§ **ACTION ITEM**
Please find the lines in the following records that hold "KeyCode", and copy them.

[Stored data entries]
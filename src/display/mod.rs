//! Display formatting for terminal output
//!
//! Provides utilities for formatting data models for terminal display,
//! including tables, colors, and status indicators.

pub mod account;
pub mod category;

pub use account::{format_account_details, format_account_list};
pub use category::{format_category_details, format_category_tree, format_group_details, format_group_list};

...

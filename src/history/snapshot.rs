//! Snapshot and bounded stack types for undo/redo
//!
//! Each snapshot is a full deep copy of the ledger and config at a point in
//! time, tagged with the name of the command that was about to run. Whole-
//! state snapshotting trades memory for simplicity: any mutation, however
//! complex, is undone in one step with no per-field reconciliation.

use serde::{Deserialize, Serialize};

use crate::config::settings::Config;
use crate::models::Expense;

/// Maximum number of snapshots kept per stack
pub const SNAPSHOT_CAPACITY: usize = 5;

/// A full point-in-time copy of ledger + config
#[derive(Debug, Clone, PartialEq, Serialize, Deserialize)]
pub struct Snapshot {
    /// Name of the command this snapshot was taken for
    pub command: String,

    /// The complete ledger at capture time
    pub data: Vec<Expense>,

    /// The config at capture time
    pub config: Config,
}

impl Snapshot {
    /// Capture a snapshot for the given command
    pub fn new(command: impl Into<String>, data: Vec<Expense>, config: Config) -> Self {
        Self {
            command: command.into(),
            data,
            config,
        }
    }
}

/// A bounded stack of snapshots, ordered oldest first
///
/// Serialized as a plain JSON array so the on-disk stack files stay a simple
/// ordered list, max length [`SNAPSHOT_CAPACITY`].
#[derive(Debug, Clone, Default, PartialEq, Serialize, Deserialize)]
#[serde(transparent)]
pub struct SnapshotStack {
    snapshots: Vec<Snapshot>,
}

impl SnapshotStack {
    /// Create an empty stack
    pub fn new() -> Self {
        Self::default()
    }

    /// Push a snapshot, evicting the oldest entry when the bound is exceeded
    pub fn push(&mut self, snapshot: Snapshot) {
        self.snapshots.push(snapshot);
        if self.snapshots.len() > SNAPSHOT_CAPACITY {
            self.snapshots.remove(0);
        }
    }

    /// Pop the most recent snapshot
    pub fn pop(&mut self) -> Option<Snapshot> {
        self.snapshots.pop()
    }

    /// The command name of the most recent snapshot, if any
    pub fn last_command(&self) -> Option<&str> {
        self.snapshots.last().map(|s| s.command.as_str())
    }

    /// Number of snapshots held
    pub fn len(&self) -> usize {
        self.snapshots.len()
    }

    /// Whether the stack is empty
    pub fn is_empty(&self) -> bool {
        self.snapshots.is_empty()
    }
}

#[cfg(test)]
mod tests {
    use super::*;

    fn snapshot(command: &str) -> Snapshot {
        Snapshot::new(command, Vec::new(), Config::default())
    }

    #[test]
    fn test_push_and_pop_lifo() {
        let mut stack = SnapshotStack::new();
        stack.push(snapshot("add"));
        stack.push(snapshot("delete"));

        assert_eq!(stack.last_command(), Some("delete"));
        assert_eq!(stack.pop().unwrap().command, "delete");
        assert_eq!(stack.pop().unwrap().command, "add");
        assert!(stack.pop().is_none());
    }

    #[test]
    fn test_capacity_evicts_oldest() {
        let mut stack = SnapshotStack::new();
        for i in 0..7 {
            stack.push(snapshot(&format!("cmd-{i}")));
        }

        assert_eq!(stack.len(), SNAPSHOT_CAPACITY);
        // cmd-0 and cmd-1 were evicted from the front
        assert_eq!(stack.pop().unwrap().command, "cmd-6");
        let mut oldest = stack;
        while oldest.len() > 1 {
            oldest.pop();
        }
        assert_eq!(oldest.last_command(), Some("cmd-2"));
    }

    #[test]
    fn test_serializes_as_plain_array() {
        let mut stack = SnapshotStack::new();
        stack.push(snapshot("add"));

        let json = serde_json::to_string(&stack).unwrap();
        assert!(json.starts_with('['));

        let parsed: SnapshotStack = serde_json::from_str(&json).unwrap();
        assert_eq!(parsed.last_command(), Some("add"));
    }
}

* * *

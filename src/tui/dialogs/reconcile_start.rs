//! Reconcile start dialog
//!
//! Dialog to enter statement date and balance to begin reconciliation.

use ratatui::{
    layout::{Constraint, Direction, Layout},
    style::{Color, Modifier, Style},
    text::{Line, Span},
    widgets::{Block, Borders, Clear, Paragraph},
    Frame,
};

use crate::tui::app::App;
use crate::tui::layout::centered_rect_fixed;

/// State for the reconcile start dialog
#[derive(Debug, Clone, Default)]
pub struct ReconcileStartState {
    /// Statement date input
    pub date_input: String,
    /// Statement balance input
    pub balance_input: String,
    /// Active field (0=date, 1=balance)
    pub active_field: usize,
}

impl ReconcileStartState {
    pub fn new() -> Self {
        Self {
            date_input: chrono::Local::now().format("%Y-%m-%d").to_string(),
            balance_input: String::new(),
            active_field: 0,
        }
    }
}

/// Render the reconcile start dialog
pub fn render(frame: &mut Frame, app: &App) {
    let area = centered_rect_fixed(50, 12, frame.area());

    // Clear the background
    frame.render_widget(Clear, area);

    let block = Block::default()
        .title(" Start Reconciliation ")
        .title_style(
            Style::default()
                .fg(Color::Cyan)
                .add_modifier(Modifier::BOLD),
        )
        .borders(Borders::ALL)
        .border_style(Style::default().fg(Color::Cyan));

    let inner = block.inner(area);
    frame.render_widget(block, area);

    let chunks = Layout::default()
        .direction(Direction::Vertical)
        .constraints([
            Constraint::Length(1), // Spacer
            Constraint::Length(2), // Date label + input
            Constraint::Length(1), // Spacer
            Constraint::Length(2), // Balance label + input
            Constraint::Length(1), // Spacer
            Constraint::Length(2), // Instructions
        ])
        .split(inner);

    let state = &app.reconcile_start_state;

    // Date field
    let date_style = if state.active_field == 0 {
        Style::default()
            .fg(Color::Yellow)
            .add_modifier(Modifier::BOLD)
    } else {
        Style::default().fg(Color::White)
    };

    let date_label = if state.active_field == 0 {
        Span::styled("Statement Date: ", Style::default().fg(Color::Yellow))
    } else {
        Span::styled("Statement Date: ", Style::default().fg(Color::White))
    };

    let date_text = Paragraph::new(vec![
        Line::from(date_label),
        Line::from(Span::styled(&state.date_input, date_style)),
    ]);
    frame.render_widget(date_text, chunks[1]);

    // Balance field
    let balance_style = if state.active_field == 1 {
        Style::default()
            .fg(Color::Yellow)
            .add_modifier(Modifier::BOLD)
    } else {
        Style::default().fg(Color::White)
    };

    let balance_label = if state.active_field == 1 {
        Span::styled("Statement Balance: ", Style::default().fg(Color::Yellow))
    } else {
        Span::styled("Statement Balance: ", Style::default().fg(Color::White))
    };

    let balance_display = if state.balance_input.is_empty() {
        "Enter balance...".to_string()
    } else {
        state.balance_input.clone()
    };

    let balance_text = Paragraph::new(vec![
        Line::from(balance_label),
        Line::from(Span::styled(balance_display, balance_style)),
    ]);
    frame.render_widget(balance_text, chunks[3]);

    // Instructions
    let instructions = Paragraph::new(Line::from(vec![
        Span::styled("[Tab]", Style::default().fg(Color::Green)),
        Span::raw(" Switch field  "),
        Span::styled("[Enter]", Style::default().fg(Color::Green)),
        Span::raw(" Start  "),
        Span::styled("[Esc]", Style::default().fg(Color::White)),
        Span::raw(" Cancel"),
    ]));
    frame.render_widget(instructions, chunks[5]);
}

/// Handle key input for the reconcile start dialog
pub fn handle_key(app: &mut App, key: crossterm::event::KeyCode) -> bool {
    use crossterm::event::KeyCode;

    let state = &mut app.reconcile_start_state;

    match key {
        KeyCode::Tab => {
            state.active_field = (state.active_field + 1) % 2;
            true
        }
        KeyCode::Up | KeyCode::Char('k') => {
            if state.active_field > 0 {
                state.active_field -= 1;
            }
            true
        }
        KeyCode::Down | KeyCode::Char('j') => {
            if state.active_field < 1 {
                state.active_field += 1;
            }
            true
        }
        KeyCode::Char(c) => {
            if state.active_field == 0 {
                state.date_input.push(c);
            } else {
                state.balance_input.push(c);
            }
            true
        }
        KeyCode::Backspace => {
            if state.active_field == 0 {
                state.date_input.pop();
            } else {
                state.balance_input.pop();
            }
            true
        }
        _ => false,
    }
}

§ **RESPONSE**
pub fn handle_key(app: &mut App, key: crossterm::event::KeyCode) -> bool {
    use crossterm::event::KeyCode;
        KeyCode::Tab => {
        KeyCode::Up | KeyCode::Char('k') => {
        KeyCode::Down | KeyCode::Char('j') => {
        KeyCode::Char(c) => {
        KeyCode::Backspace => {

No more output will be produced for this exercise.